I like that approach.

bcrosby95|1 year ago

I don't know. I've seen this approach for projects before go bad - people didn't want to DRY because they might diverge. Except they never did. Our 3rd+ scenarios we abstracted.

But what basically ended up happening was we had 2 codebases: 1 for that non-DRY version, and then 1 for everything else. The non-DRY version limped along and no one ever wanted to work on it. The ways it did things were never updated. It was rarely improved. It was kinda left to rot.

chipdart|1 year ago

> But what basically ended up happening was we had 2 codebases: 1 for that non-DRY version, and then 1 for everything else. The non-DRY version limped along and no one ever wanted to work on it. The ways it did things were never updated. It was rarely improved. It was kinda left to rot.

It sounds to me that you're trying to pin the blame of failing to maintain software on not following DRY, which makes no sense to me.

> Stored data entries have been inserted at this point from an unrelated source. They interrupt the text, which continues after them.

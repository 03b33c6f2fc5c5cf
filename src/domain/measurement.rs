//! Height computation.
//!
//! Converts the pixel geometry held by the registry into real chart
//! units using a linear calibration derived from the origin and ymax
//! reference values.
//!
//! Vertical convention: boxes store `y1` as the top edge and `y2` as the
//! bottom edge (image y grows downward), and every span is taken as an
//! absolute value, so the math is insensitive to a detector that swaps
//! the two. The scale factor is `(ymax - origin) / yaxis_span` with a
//! positive pixel span; a bar spanning the full y-axis therefore reads
//! exactly `ymax`.

use crate::core::constants::DEFAULT_BAR_NAME_PREFIX;
use crate::core::errors::{ChartError, ChartResult, ReferenceField};
use crate::domain::calibration::CalibrationState;
use crate::domain::category::Category;
use crate::domain::registry::DetectionRegistry;
use serde::Serialize;
use std::collections::BTreeMap;
use tracing::debug;

/// Measurements derived for one chart.
#[derive(Debug, Clone, PartialEq, Serialize)]
pub struct ChartMeasurements {
    /// Bar heights in chart units, in rank order.
    pub bar_heights: Vec<f32>,
    /// Error-bar spans in chart units, in rank order. Relative spans,
    /// not absolute positions.
    pub uptail_heights: Vec<f32>,
    /// One name per bar, extracted or synthesized.
    pub bar_names: Vec<String>,
    /// The origin reference value used for this computation.
    pub origin_value: f32,
    /// The ymax reference value used for this computation.
    pub ymax_value: f32,
}

/// All measurements for the current image, keyed by chart title text
/// (the empty string when no title was detected).
///
/// Recomputed whole on every request; never patched in place.
#[derive(Debug, Clone, Default, Serialize)]
pub struct MeasurementResult {
    /// Per-chart measurements.
    #[serde(flatten)]
    pub charts: BTreeMap<String, ChartMeasurements>,
}

/// Computes bar and uptail heights from current registry state.
///
/// Fails with [`ChartError::NotReady`] when any required component is
/// missing (the error carries the missing list) and with
/// [`ChartError::Calibration`] when a reference value does not parse.
/// Never substitutes defaults for missing pieces.
///
/// `x_labels` is the extracted x-group label list. When it holds at
/// least one name per bar it is truncated to the bar count; otherwise
/// default names are synthesized and written back so later calls and
/// renames see the same list.
pub fn calculate_heights(
    registry: &DetectionRegistry,
    calibration: &CalibrationState,
    chart_title: &str,
    x_labels: &mut Vec<String>,
) -> ChartResult<MeasurementResult> {
    let status = registry.component_status(calibration);
    if !status.ready {
        return Err(ChartError::NotReady {
            missing: status
                .missing
                .iter()
                .map(|category| category.as_str().to_string())
                .collect(),
        });
    }

    let origin_value = calibration.value(ReferenceField::Origin)?;
    let ymax_value = calibration.value(ReferenceField::Ymax)?;

    // Readiness guarantees the bucket is non-empty.
    let yaxis = registry
        .single(Category::Yaxis)
        .ok_or_else(|| ChartError::NotReady {
            missing: vec![Category::Yaxis.as_str().to_string()],
        })?;
    let yaxis_span = yaxis.bbox.vertical_span();
    let scale_factor = (ymax_value - origin_value) / yaxis_span;
    debug!(yaxis_span, scale_factor, "derived calibration scale");

    let bar_heights: Vec<f32> = registry
        .bucket(Category::Bar)
        .iter()
        .map(|bar| bar.bbox.vertical_span() * scale_factor + origin_value)
        .collect();

    let uptail_heights: Vec<f32> = registry
        .bucket(Category::Uptail)
        .iter()
        .map(|uptail| uptail.bbox.vertical_span() * scale_factor)
        .collect();

    let num_bars = bar_heights.len();
    let bar_names: Vec<String> = if x_labels.len() >= num_bars {
        x_labels[..num_bars].to_vec()
    } else {
        let names: Vec<String> = (1..=num_bars)
            .map(|i| format!("{DEFAULT_BAR_NAME_PREFIX} {i}"))
            .collect();
        *x_labels = names.clone();
        names
    };

    debug!(
        bars = num_bars,
        uptails = uptail_heights.len(),
        title = chart_title,
        "calculated heights"
    );

    let mut charts = BTreeMap::new();
    charts.insert(
        chart_title.to_string(),
        ChartMeasurements {
            bar_heights,
            uptail_heights,
            bar_names,
            origin_value,
            ymax_value,
        },
    );
    Ok(MeasurementResult { charts })
}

Advocating against mindlessly following DRY is not the same as advocating for not maintaining your software. Also, DRY does not magically earn you extra maintenance credits. In fact, it sounds to me that the bit of the code you called DRY ended up being easier to maintain because it wasn't forced to pile on abstractions needed to support the non-DRY code. If it was easy, you'd already have done it and you wouldn't be complaining about the special-purpose code you kept separated.

jononor|1 year ago

Why wasn't the original implementation swapped for the new one? The unwillingness/inability to do that seems to be most likely the core of the issues here?

kiitos|1 year ago

I have seen far more problems caused by premature or over-use of DRY than the opposite.

Undoing an abstraction is always far more difficult than the pains caused by not having one in the first place.

mannykannot|1 year ago

I vaguely recall Fred Brooks, in The Mythical Man-Month, using a somewhat similar situation, but involving the various US states' income tax rules and their relationship to the federal tax, as an example in order to make some sort of point (that point being 'know your data', IIRC.)

In a situation where there is a base model with specific modifications - which is, I feel, how airspace regulation mostly works - then I suspect that a DRY approach would make it easier to inspect and test, so long as it stays that way.